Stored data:
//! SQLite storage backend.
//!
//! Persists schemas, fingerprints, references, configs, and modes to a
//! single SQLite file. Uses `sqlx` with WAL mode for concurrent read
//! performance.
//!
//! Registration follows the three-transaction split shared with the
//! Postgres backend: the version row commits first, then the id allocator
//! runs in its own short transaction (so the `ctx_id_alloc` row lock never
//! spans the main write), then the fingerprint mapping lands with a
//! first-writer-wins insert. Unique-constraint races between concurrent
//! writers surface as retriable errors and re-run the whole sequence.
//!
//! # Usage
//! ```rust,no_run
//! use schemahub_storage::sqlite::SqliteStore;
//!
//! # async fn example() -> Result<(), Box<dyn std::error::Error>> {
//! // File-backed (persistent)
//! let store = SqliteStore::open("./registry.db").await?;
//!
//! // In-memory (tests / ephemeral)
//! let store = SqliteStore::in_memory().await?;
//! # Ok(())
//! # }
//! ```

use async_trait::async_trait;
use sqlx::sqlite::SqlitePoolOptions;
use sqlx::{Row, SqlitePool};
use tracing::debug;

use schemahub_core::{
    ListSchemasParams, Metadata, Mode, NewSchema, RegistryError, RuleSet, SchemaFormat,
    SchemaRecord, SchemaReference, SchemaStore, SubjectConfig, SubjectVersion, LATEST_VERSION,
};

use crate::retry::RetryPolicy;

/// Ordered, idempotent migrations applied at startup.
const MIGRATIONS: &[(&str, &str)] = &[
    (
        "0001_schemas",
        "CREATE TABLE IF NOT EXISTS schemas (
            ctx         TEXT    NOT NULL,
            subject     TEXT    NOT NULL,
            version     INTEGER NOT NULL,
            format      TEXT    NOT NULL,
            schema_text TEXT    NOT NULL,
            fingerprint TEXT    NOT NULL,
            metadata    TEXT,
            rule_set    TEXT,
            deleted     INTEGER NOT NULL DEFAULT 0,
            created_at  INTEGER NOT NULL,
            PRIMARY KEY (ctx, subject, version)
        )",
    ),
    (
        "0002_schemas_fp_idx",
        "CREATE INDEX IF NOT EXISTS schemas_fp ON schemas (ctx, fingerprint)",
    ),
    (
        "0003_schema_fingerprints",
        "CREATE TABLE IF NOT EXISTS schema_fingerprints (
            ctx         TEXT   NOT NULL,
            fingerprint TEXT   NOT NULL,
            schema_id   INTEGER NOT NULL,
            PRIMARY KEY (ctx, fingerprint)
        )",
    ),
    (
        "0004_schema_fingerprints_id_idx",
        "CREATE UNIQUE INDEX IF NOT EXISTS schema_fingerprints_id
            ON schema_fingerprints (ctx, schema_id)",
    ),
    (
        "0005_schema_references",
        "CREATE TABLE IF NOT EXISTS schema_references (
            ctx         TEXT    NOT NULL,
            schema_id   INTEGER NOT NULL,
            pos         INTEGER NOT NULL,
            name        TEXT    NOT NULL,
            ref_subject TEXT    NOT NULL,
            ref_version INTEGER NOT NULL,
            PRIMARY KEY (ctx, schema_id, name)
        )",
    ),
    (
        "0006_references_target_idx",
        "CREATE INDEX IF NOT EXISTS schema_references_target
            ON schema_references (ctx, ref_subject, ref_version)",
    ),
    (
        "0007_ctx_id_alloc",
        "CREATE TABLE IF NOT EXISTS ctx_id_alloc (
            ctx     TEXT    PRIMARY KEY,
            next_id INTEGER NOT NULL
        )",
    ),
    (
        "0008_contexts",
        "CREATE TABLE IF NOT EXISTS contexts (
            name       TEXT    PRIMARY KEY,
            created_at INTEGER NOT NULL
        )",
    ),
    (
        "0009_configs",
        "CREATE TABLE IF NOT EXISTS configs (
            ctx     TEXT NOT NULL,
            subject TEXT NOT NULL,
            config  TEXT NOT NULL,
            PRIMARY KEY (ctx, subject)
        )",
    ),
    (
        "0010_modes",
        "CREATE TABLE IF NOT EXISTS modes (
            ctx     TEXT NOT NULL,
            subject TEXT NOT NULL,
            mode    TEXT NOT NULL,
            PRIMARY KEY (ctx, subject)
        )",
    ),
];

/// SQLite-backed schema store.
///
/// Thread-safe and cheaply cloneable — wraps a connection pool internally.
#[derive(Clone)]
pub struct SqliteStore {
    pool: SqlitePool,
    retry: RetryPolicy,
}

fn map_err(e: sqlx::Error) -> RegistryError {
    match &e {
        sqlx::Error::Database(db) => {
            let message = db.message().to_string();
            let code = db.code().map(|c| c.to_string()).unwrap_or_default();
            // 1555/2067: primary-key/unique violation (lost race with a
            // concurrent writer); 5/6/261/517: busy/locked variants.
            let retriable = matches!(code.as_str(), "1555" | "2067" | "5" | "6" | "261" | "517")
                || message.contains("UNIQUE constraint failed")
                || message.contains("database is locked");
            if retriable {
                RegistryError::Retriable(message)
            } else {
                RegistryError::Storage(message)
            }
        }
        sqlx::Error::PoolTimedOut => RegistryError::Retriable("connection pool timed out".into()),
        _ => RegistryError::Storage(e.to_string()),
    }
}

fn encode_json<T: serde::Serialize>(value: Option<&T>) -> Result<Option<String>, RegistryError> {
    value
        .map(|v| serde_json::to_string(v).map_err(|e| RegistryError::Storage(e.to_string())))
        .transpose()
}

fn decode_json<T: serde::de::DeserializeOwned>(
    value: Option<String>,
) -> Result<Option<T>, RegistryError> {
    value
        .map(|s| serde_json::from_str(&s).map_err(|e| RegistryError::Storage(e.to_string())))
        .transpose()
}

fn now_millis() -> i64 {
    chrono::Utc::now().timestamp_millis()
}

TRY IT: Reproduce every entry above exactly as it was written.

ANSWER SPACE:
//! SQLite storage backend.
//!
//! Persists schemas, fingerprints, references, configs, and modes to a
//! single SQLite file. Uses `sqlx` with WAL mode for concurrent read
//! performance.
//!
//! Registration follows the three-transaction split shared with the
//! Postgres backend: the version row commits first, then the id allocator
//! runs in its own short transaction (so the `ctx_id_alloc` row lock never
//! spans the main write), then the fingerprint mapping lands with a
//! first-writer-wins insert. Unique-constraint races between concurrent
//! writers surface as retriable errors and re-run the whole sequence.
//!
//! # Usage
//! ```rust,no_run
//! use schemahub_storage::sqlite::SqliteStore;
//!
//! # async fn example() -> Result<(), Box<dyn std::error::Error>> {
//! // File-backed (persistent)
//! let store = SqliteStore::open("./registry.db").await?;
//!
//! // In-memory (tests / ephemeral)
//! let store = SqliteStore::in_memory().await?;
//! # Ok(())
//! # }
//! ```

use async_trait::async_trait;
use sqlx::sqlite::SqlitePoolOptions;
use sqlx::{Row, SqlitePool};
use tracing::debug;

use schemahub_core::{
    ListSchemasParams, Metadata, Mode, NewSchema, RegistryError, RuleSet, SchemaFormat,
    SchemaRecord, SchemaReference, SchemaStore, SubjectConfig, SubjectVersion, LATEST_VERSION,
};

use crate::retry::RetryPolicy;

/// Ordered, idempotent migrations applied at startup.
const MIGRATIONS: &[(&str, &str)] = &[
    (
        "0001_schemas",
        "CREATE TABLE IF NOT EXISTS schemas (
            ctx         TEXT    NOT NULL,
            subject     TEXT    NOT NULL,
            version     INTEGER NOT NULL,
            format      TEXT    NOT NULL,
            schema_text TEXT    NOT NULL,
            fingerprint TEXT    NOT NULL,
            metadata    TEXT,
            rule_set    TEXT,
            deleted     INTEGER NOT NULL DEFAULT 0,
            created_at  INTEGER NOT NULL,
            PRIMARY KEY (ctx, subject, version)
        )",
    ),
    (
        "0002_schemas_fp_idx",
        "CREATE INDEX IF NOT EXISTS schemas_fp ON schemas (ctx, fingerprint)",
    ),
    (
        "0003_schema_fingerprints",
        "CREATE TABLE IF NOT EXISTS schema_fingerprints (
            ctx         TEXT   NOT NULL,
            fingerprint TEXT   NOT NULL,
            schema_id   INTEGER NOT NULL,
            PRIMARY KEY (ctx, fingerprint)
        )",
    ),
    (
        "0004_schema_fingerprints_id_idx",
        "CREATE UNIQUE INDEX IF NOT EXISTS schema_fingerprints_id
            ON schema_fingerprints (ctx, schema_id)",
    ),
    (
        "0005_schema_references",
        "CREATE TABLE IF NOT EXISTS schema_references (
            ctx         TEXT    NOT NULL,
            schema_id   INTEGER NOT NULL,
            pos         INTEGER NOT NULL,
            name        TEXT    NOT NULL,
            ref_subject TEXT    NOT NULL,
            ref_version INTEGER NOT NULL,
            PRIMARY KEY (ctx, schema_id, name)
        )",
    ),
    (
        "0006_references_target_idx",
        "CREATE INDEX IF NOT EXISTS schema_references_target
            ON schema_references (ctx, ref_subject, ref_version)",
    ),
    (
        "0007_ctx_id_alloc",
        "CREATE TABLE IF NOT EXISTS ctx_id_alloc (
            ctx     TEXT    PRIMARY KEY,
            next_id INTEGER NOT NULL
        )",
    ),
    (
        "0008_contexts",
        "CREATE TABLE IF NOT EXISTS contexts (
            name       TEXT    PRIMARY KEY,
            created_at INTEGER NOT NULL
        )",
    ),
    (
        "0009_configs",
        "CREATE TABLE IF NOT EXISTS configs (
            ctx     TEXT NOT NULL,
            subject TEXT NOT NULL,
            config  TEXT NOT NULL,
            PRIMARY KEY (ctx, subject)
        )",
    ),
    (
        "0010_modes",
        "CREATE TABLE IF NOT EXISTS modes (
            ctx     TEXT NOT NULL,
            subject TEXT NOT NULL,
            mode    TEXT NOT NULL,
            PRIMARY KEY (ctx, subject)
        )",
    ),
];

/// SQLite-backed schema store.
///
/// Thread-safe and cheaply cloneable — wraps a connection pool internally.
#[derive(Clone)]
pub struct SqliteStore {
    pool: SqlitePool,
    retry: RetryPolicy,
}

fn map_err(e: sqlx::Error) -> RegistryError {
    match &e {
        sqlx::Error::Database(db) => {
            let message = db.message().to_string();
            let code = db.code().map(|c| c.to_string()).unwrap_or_default();
            // 1555/2067: primary-key/unique violation (lost race with a
            // concurrent writer); 5/6/261/517: busy/locked variants.
            let retriable = matches!(code.as_str(), "1555" | "2067" | "5" | "6" | "261" | "517")
                || message.contains("UNIQUE constraint failed")
                || message.contains("database is locked");
            if retriable {
                RegistryError::Retriable(message)
            } else {
                RegistryError::Storage(message)
            }
        }
        sqlx::Error::PoolTimedOut => RegistryError::Retriable("connection pool timed out".into()),
        _ => RegistryError::Storage(e.to_string()),
    }
}

fn encode_json<T: serde::Serialize>(value: Option<&T>) -> Result<Option<String>, RegistryError> {
    value
        .map(|v| serde_json::to_string(v).map_err(|e| RegistryError::Storage(e.to_string())))
        .transpose()
}

fn decode_json<T: serde::de::DeserializeOwned>(
    value: Option<String>,
) -> Result<Option<T>, RegistryError> {
    value
        .map(|s| serde_json::from_str(&s).map_err(|e| RegistryError::Storage(e.to_string())))
        .transpose()
}

fn now_millis() -> i64 {
    chrono::Utc::now().timestamp_millis()
}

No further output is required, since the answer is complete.